La Commission peut reporter la date à compter de laquelle les États membres et Europol doivent commencer à utiliser le routeur d’un an au maximum lorsqu’une évaluation de la mise en oeuvre du routeur a montré la nécessité d’un tel report.

2. Les États membres veillent, deux ans après la mise en service du routeur, à la disponibilité des images faciales visées à l’article 19, aux fins de la consultation automatisée d’images faciales visée à l’article 20.

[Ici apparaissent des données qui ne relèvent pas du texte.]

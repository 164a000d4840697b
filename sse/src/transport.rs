use crate::Manager;
use async_trait::async_trait;
use events::{channel, BroadcastError, Envelope, EventBroadcaster};
use futures_util::StreamExt;
use log::*;
use redis::AsyncCommands;
use std::sync::Arc;
use std::time::Duration;

/// In-process broadcast transport for single-instance deployments.
///
/// Fan-out goes straight to the local registry; an envelope published while no
/// session is subscribed is simply lost, there is no buffering.
pub struct LocalTransport {
    manager: Arc<Manager>,
}

impl LocalTransport {
    pub fn new(manager: Arc<Manager>) -> Self {
        Self { manager }
    }
}

#[async_trait]
impl EventBroadcaster for LocalTransport {
    async fn publish(&self, envelope: Envelope) -> Result<(), BroadcastError> {
        self.manager.fan_out(&envelope);
        Ok(())
    }
}

/// Redis pub/sub transport for multi-instance deployments.
///
/// `publish` pushes the envelope onto the Redis channel matching its
/// metadata; every server process runs a pattern-subscribed listener that
/// forwards received envelopes into its own local registry, so sessions held
/// by other processes see the event too. Delivery is at-most-once: a process
/// whose subscription is reconnecting at publish time misses the event and
/// its clients heal via REST re-fetch.
pub struct RedisTransport {
    client: redis::Client,
}

const RESUBSCRIBE_DELAY: Duration = Duration::from_secs(2);

impl RedisTransport {
    pub fn new(redis_url: &str) -> Result<Self, BroadcastError> {
        let client = redis::Client::open(redis_url)
            .map_err(|e| BroadcastError::with_source("invalid Redis URL", e))?;
        Ok(Self { client })
    }

    /// Spawn the listener task that forwards remote envelopes into the local
    /// registry. Resubscribes with a delay whenever the subscription drops.
    pub fn spawn_listener(&self, manager: Arc<Manager>) -> tokio::task::JoinHandle<()> {
        let client = self.client.clone();
        tokio::spawn(async move {
            loop {
                match Self::listen(&client, &manager).await {
                    Ok(()) => warn!("Redis subscription ended, resubscribing"),
                    Err(e) => warn!("Redis subscription failed: {e}, resubscribing"),
                }
                tokio::time::sleep(RESUBSCRIBE_DELAY).await;
            }
        })
    }

    async fn listen(client: &redis::Client, manager: &Manager) -> Result<(), redis::RedisError> {
        let mut pubsub = client.get_async_pubsub().await?;
        let pattern = format!("{}*", channel::ARTICLE_UPDATES_PREFIX);
        pubsub.psubscribe(&pattern).await?;
        info!("Subscribed to Redis pattern '{pattern}'");

        let mut stream = pubsub.on_message();
        while let Some(msg) = stream.next().await {
            let payload: String = match msg.get_payload() {
                Ok(payload) => payload,
                Err(e) => {
                    debug!("Dropping unreadable Redis frame: {e}");
                    continue;
                }
            };

            match serde_json::from_str::<Envelope>(&payload) {
                Ok(envelope) => manager.fan_out(&envelope),
                Err(e) => debug!("Dropping malformed envelope from Redis: {e}"),
            }
        }

        Ok(())
    }
}

#[async_trait]
impl EventBroadcaster for RedisTransport {
    async fn publish(&self, envelope: Envelope) -> Result<(), BroadcastError> {
        let mut conn = self
            .client
            .get_multiplexed_async_connection()
            .await
            .map_err(|e| BroadcastError::with_source("Redis connection unavailable", e))?;

        let data = serde_json::to_string(&envelope)
            .map_err(|e| BroadcastError::with_source("envelope serialization failed", e))?;

        conn.publish::<_, _, ()>(&envelope.metadata.channel, data)
            .await
            .map_err(|e| BroadcastError::with_source("Redis publish failed", e))?;

        Ok(())
    }
}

3. La Commission fixe, par la voie d’un acte d’exécution, la date à compter de laquelle les États membres et Europol doivent commencer à utiliser l’EPRIS, dès que les conditions suivantes sont remplies:

• a) les mesures visées à l’article 44, paragraphe 6, ont été adoptées;
• b) Europol a déclaré que l’essai complet de l’EPRIS qu’elle a mené en coopération avec les autorités compétentes des États membres a été concluant.

4. La Commission fixe, par la voie d’un acte d’exécution, la date à compter de laquelle Europol doit mettre à la disposition des États membres les données biométriques obtenues auprès de pays tiers, conformément à l’article 48, dès que les conditions suivantes sont remplies:

• a) le routeur est en service;
• b) Europol a déclaré que l’essai complet de sa connexion au routeur qu’elle a mené en coopération avec les autorités compétentes des États membres et l’eu-LISA a été concluant.

5. La Commission fixe, par la voie d’un acte d’exécution, la date à compter de laquelle Europol doit avoir accès aux données stockées dans les bases de données des États membres conformément à l’article 49, dès que les conditions suivantes sont remplies:

• a) le routeur est en service;
• b) Europol a déclaré que l’essai complet de la connexion au routeur qu’elle a mené en coopération avec les autorités compétentes des États membres et l’eu-LISA a été concluant.

6. Les actes d’exécution visés au présent article sont adoptés en conformité avec la procédure d’examen visée à l’article 77, paragraphe 2.

Article 76
Dispositions transitoires et dérogations

1. Les États membres et les agences de l’Union commencent à appliquer les articles 19 à 22, l’article 47 et l’article 49, paragraphe 6, à compter de la date fixée conformément à l’article 75, paragraphe 1, premier alinéa, à l’exception des États membres qui n’ont pas commencé à utiliser le routeur.

2. Les États membres et les agences de l’Union commencent à appliquer les articles 25 à 28 et l’article 49, paragraphe 4, à compter de la date fixée conformément à l’article 75, paragraphe 3.

3. Les États membres et les agences de l’Union commencent à appliquer l’article 48 à compter de la date fixée conformément à l’article 75, paragraphe 4.

4. Les États membres et les agences de l’Union commencent à appliquer l’article 49, paragraphes 1, 2, 3, 5 et 7, à compter de la date fixée conformément à l’article 75, paragraphe 5.

Article 77
Comité

1. La Commission est assistée par un comité. Ledit comité est un comité au sens du règlement (UE) n°182/2011.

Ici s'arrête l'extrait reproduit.